Output all the records below, word for word.

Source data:
-------
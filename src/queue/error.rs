//! Broker error taxonomy.

use compact_str::CompactString;
use thiserror::Error;

/// Errors surfaced synchronously by broker operations.
///
/// The ack-path variants are checked in a fixed order: `NoSuchMessage`, then
/// `InvalidToken`, then `InvalidState`. A consumer that receives any of the
/// three has diverged from the broker (typically because the monitor already
/// re-dispensed its message); it must discard partial work and resume by
/// popping, never retry with the same token.
#[derive(Debug, Clone, PartialEq, Eq, Error)]
pub enum QueueError {
    /// Producer supplied a priority outside `0..priority_count`.
    #[error("invalid message priority {priority}, broker has {count} levels")]
    InvalidPriority { priority: u8, count: u8 },

    /// A live record (queued, running, delayed, or failed) already owns this
    /// ID.
    #[error("duplicate message id '{0}'")]
    DuplicateId(CompactString),

    /// The broker holds `capacity` live records. Failed records count toward
    /// capacity until erased.
    #[error("queue capacity exceeded")]
    CapacityExceeded,

    #[error("no message found matching id '{0}'")]
    NoSuchMessage(CompactString),

    /// The supplied token does not match the record's current token; another
    /// consumer owns the message now.
    #[error("invalid message token")]
    InvalidToken,

    /// The record is not running.
    #[error("invalid message state")]
    InvalidState,

    /// The broker is shutting down; blocked pops drain with this error.
    #[error("broker is shut down")]
    Shutdown,
}
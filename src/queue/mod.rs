//! Broker engine - multi-priority queueing with monitored delivery.
//!
//! ## Module Organization
//!
//! - `broker.rs` - Broker handle, config, coordinator lock and condvars
//! - `types/` - arena records, lock-guarded store, clock helpers
//! - `background/` - monitor (ack timeout, boosting) and delay threads
//!
//! ### Core operations
//!
//! - `push.rs` - Push with optional enqueue delay
//! - `pop.rs` - Blocking pop and the combined pop_ack
//! - `ack.rs` - Completion and re-queue acknowledgement
//! - `admin.rs` - Counts, failed listing/erasure, error callback

mod ack;
mod admin;
mod background;
mod broker;
mod error;
mod pop;
mod push;
pub(crate) mod types;

#[cfg(test)]
mod tests;

pub use broker::{Broker, BrokerConfig, ErrorCallback};
pub use error::QueueError;
pub use types::now_ms;
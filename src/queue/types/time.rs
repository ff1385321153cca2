//! Wall-clock helpers shared by the engine.

use std::time::{SystemTime, UNIX_EPOCH};

/// Current time as milliseconds since the Unix epoch.
///
/// All record timestamps (enqueue time, dispense time, delayed release time)
/// are expressed on this clock.
#[inline(always)]
pub fn now_ms() -> u64 {
    SystemTime::now()
        .duration_since(UNIX_EPOCH)
        .unwrap_or_default()
        .as_millis() as u64
}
-------
> **PROBLEM SOLUTION**
filename src/queue/error.rs
//! Broker error taxonomy.

use compact_str::CompactString;
use thiserror::Error;

/// Errors surfaced synchronously by broker operations.
///
/// The ack-path variants are checked in a fixed order: `NoSuchMessage`, then
/// `InvalidToken`, then `InvalidState`. A consumer that receives any of the
/// three has diverged from the broker (typically because the monitor already
/// re-dispensed its message); it must discard partial work and resume by
/// popping, never retry with the same token.
#[derive(Debug, Clone, PartialEq, Eq, Error)]
pub enum QueueError {
    /// Producer supplied a priority outside `0..priority_count`.
    #[error("invalid message priority {priority}, broker has {count} levels")]
    InvalidPriority { priority: u8, count: u8 },

    /// A live record (queued, running, delayed, or failed) already owns this
    /// ID.
    #[error("duplicate message id '{0}'")]
    DuplicateId(CompactString),

    /// The broker holds `capacity` live records. Failed records count toward
    /// capacity until erased.
    #[error("queue capacity exceeded")]
    CapacityExceeded,

    #[error("no message found matching id '{0}'")]
    NoSuchMessage(CompactString),

    /// The supplied token does not match the record's current token; another
    /// consumer owns the message now.
    #[error("invalid message token")]
    InvalidToken,

    /// The record is not running.
    #[error("invalid message state")]
    InvalidState,

    /// The broker is shutting down; blocked pops drain with this error.
    #[error("broker is shut down")]
    Shutdown,
}
filename src/queue/mod.rs
//! Broker engine - multi-priority queueing with monitored delivery.
//!
//! ## Module Organization
//!
//! - `broker.rs` - Broker handle, config, coordinator lock and condvars
//! - `types/` - arena records, lock-guarded store, clock helpers
//! - `background/` - monitor (ack timeout, boosting) and delay threads
//!
//! ### Core operations
//!
//! - `push.rs` - Push with optional enqueue delay
//! - `pop.rs` - Blocking pop and the combined pop_ack
//! - `ack.rs` - Completion and re-queue acknowledgement
//! - `admin.rs` - Counts, failed listing/erasure, error callback

mod ack;
mod admin;
mod background;
mod broker;
mod error;
mod pop;
mod push;
pub(crate) mod types;

#[cfg(test)]
mod tests;

pub use broker::{Broker, BrokerConfig, ErrorCallback};
pub use error::QueueError;
pub use types::now_ms;
filename src/queue/types/time.rs
repository ff1385321153cca2
//! Wall-clock helpers shared by the engine.

use std::time::{SystemTime, UNIX_EPOCH};

/// Current time as milliseconds since the Unix epoch.
///
/// All record timestamps (enqueue time, dispense time, delayed release time)
/// are expressed on this clock.
#[inline(always)]
pub fn now_ms() -> u64 {
    SystemTime::now()
        .duration_since(UNIX_EPOCH)
        .unwrap_or_default()
        .as_millis() as u64
}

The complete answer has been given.